A single number is required: how many lines in the records below contain "usize".

#### [Dataset entries]
· · · · ·

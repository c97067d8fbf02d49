//! Entry points running one DKG session and publishing its result

use super::marshaling::register_unmarshalers;
use super::member::{Member, SigningMember};
use super::pre_params::PreParamsSource;
use super::result::{DkgResult, ResultSigner, ResultSubmitter};
use super::states::{
    EphemeralKeyPairGenerationState, FinalizationState, PublicationContext, ResultSigningState,
    StateContext,
};
use crate::group::{Group, MemberIndex, MembershipValidator, MAX_MEMBER_INDEX};
use crate::net::BroadcastChannel;
use crate::state::{BlockCounter, Machine, MessageHistory};
use crate::{Error, Result};
use std::sync::Arc;
use tracing::{info, instrument};

/// Parameters of one member's participation in a session
#[derive(Debug, Clone, PartialEq, Eq)]
pub struct SessionConfig {
    /// Identifier shared by all members of the session
    pub session_id: String,

    /// This member's 1-based index
    pub member_index: MemberIndex,

    pub group_size: usize,

    /// Number of faulty members the group tolerates
    pub dishonest_threshold: usize,

    /// Members left out of the session on purpose
    pub excluded_members: Vec<MemberIndex>,
}

impl SessionConfig {
    /// Create a session configuration with no excluded members
    pub fn new(
        session_id: impl Into<String>,
        member_index: MemberIndex,
        group_size: usize,
        dishonest_threshold: usize,
    ) -> Result<Self> {
        if group_size == 0 || group_size > MAX_MEMBER_INDEX as usize {
            return Err(Error::InvalidConfig(format!(
                "group size must be between 1 and {MAX_MEMBER_INDEX}, got {group_size}"
            )));
        }
        if dishonest_threshold >= group_size {
            return Err(Error::InvalidConfig(format!(
                "dishonest threshold {dishonest_threshold} must be lower than group size {group_size}"
            )));
        }
        if member_index == 0 || member_index as usize > group_size {
            return Err(Error::InvalidConfig(format!(
                "member index {member_index} out of range for group size {group_size}"
            )));
        }

        Ok(Self {
            session_id: session_id.into(),
            member_index,
            group_size,
            dishonest_threshold,
            excluded_members: Vec::new(),
        })
    }

    pub fn with_excluded_members(mut self, excluded_members: Vec<MemberIndex>) -> Self {
        self.excluded_members = excluded_members;
        self
    }
}

/// Runs key generation sessions
pub struct Executor {
    pre_params: Arc<dyn PreParamsSource>,
    key_generation_concurrency: usize,
}

impl Executor {
    pub fn new(pre_params: Arc<dyn PreParamsSource>, key_generation_concurrency: usize) -> Self {
        Self {
            pre_params,
            key_generation_concurrency: key_generation_concurrency.max(1),
        }
    }

    /// Run one session starting at `start_block`.
    ///
    /// Returns the result together with the block at which key generation
    /// ended.
    #[instrument(
        skip_all,
        fields(session_id = %session.session_id, member = session.member_index)
    )]
    pub async fn execute(
        &self,
        session: &SessionConfig,
        start_block: u64,
        block_counter: Arc<dyn BlockCounter>,
        channel: Arc<dyn BroadcastChannel>,
        membership_validator: Arc<dyn MembershipValidator>,
    ) -> Result<(DkgResult, u64)> {
        register_unmarshalers(&*channel);

        let pre_params = self
            .pre_params
            .get()
            .await
            .map_err(|e| Error::PreParamsUnavailable(e.to_string()))?;

        let member = Member::new(
            session.member_index,
            Group::new(session.dishonest_threshold, session.group_size),
            membership_validator,
            session.session_id.clone(),
            self.key_generation_concurrency,
        );
        for excluded in &session.excluded_members {
            if *excluded != session.member_index {
                member.mark_member_as_disqualified(*excluded);
            }
        }

        info!(start_block, "Starting DKG");

        let initial_state = EphemeralKeyPairGenerationState::new(
            StateContext::new(channel.clone(), member.clone()),
            member.initialize_ephemeral_keys_generation(pre_params),
        );
        let (last_state, end_block) = Machine::new(channel, block_counter, Box::new(initial_state))
            .execute(start_block)
            .await?;

        let name = last_state.name();
        let finalization = last_state
            .into_any()
            .downcast::<FinalizationState>()
            .map_err(|_| Error::UnexpectedFinalState(name.to_string()))?;
        let result = (*finalization).into_result()?;

        info!(
            end_block,
            misbehaved = ?result.misbehaved(),
            group_public_key = %hex::encode(result.group_public_key_bytes()),
            "DKG finished"
        );
        Ok((result, end_block))
    }
}

/// Signs a result, gathers the other members' signatures and submits it
pub struct Publisher {
    signer: Arc<dyn ResultSigner>,
    submitter: Arc<dyn ResultSubmitter>,
}

impl Publisher {
    pub fn new(signer: Arc<dyn ResultSigner>, submitter: Arc<dyn ResultSubmitter>) -> Self {
        Self { signer, submitter }
    }

    /// Publish `result` starting at `start_block`. Returns the block at which
    /// publication ended.
    #[instrument(
        skip_all,
        fields(session_id = %session.session_id, member = session.member_index)
    )]
    pub async fn publish(
        &self,
        session: &SessionConfig,
        result: DkgResult,
        start_block: u64,
        block_counter: Arc<dyn BlockCounter>,
        channel: Arc<dyn BroadcastChannel>,
        membership_validator: Arc<dyn MembershipValidator>,
    ) -> Result<u64> {
        register_unmarshalers(&*channel);

        let member = SigningMember::new(
            session.member_index,
            result.group().clone(),
            membership_validator,
            session.session_id.clone(),
        );
        let context = PublicationContext {
            channel: channel.clone(),
            history: MessageHistory::new(),
            result: Arc::new(result),
            signer: self.signer.clone(),
            submitter: self.submitter.clone(),
            start_block,
        };

        let (_, end_block) = Machine::new(
            channel,
            block_counter,
            Box::new(ResultSigningState::new(context, member)),
        )
        .execute(start_block)
        .await?;

        info!(end_block, "DKG result published");
        Ok(end_block)
    }
}

#[cfg(test)]
mod tests {
    use super::*;
    use crate::dkg::pre_params::PreParams;
    use crate::group::StaticMembershipValidator;
    use crate::net::LocalNetwork;
    use crate::state::LocalBlockCounter;
    use async_trait::async_trait;
    use std::time::Duration;

    #[test]
    fn test_session_config_validation() {
        assert!(SessionConfig::new("s", 1, 3, 1).is_ok());
        assert!(SessionConfig::new("s", 3, 3, 2).is_ok());

        for (member_index, group_size, dishonest_threshold) in
            [(1, 3, 3), (0, 3, 1), (4, 3, 1), (1, 0, 0), (1, 256, 1)]
        {
            let err = SessionConfig::new("s", member_index, group_size, dishonest_threshold)
                .unwrap_err();
            assert!(matches!(err, Error::InvalidConfig(_)), "{err}");
        }
    }

    struct UnavailablePreParams;

    #[async_trait]
    impl PreParamsSource for UnavailablePreParams {
        async fn get(&self) -> Result<PreParams> {
            Err(Error::Internal("pool closed".into()))
        }
    }

    #[tokio::test]
    async fn test_execute_fails_without_pre_params() {
        let network = LocalNetwork::new();
        let channel = Arc::new(network.channel("group", vec![1]));
        let executor = Executor::new(Arc::new(UnavailablePreParams), 1);
        let session = SessionConfig::new("session", 1, 3, 1).unwrap();

        let err = executor
            .execute(
                &session,
                0,
                Arc::new(LocalBlockCounter::start(Duration::from_millis(10))),
                channel,
                Arc::new(StaticMembershipValidator::new([(1, vec![1])])),
            )
            .await
            .unwrap_err();

        assert!(matches!(err, Error::PreParamsUnavailable(_)));
        assert!(err.to_string().starts_with("failed fetching pre-params"));
    }
}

· · · · ·

#### [Task result]
8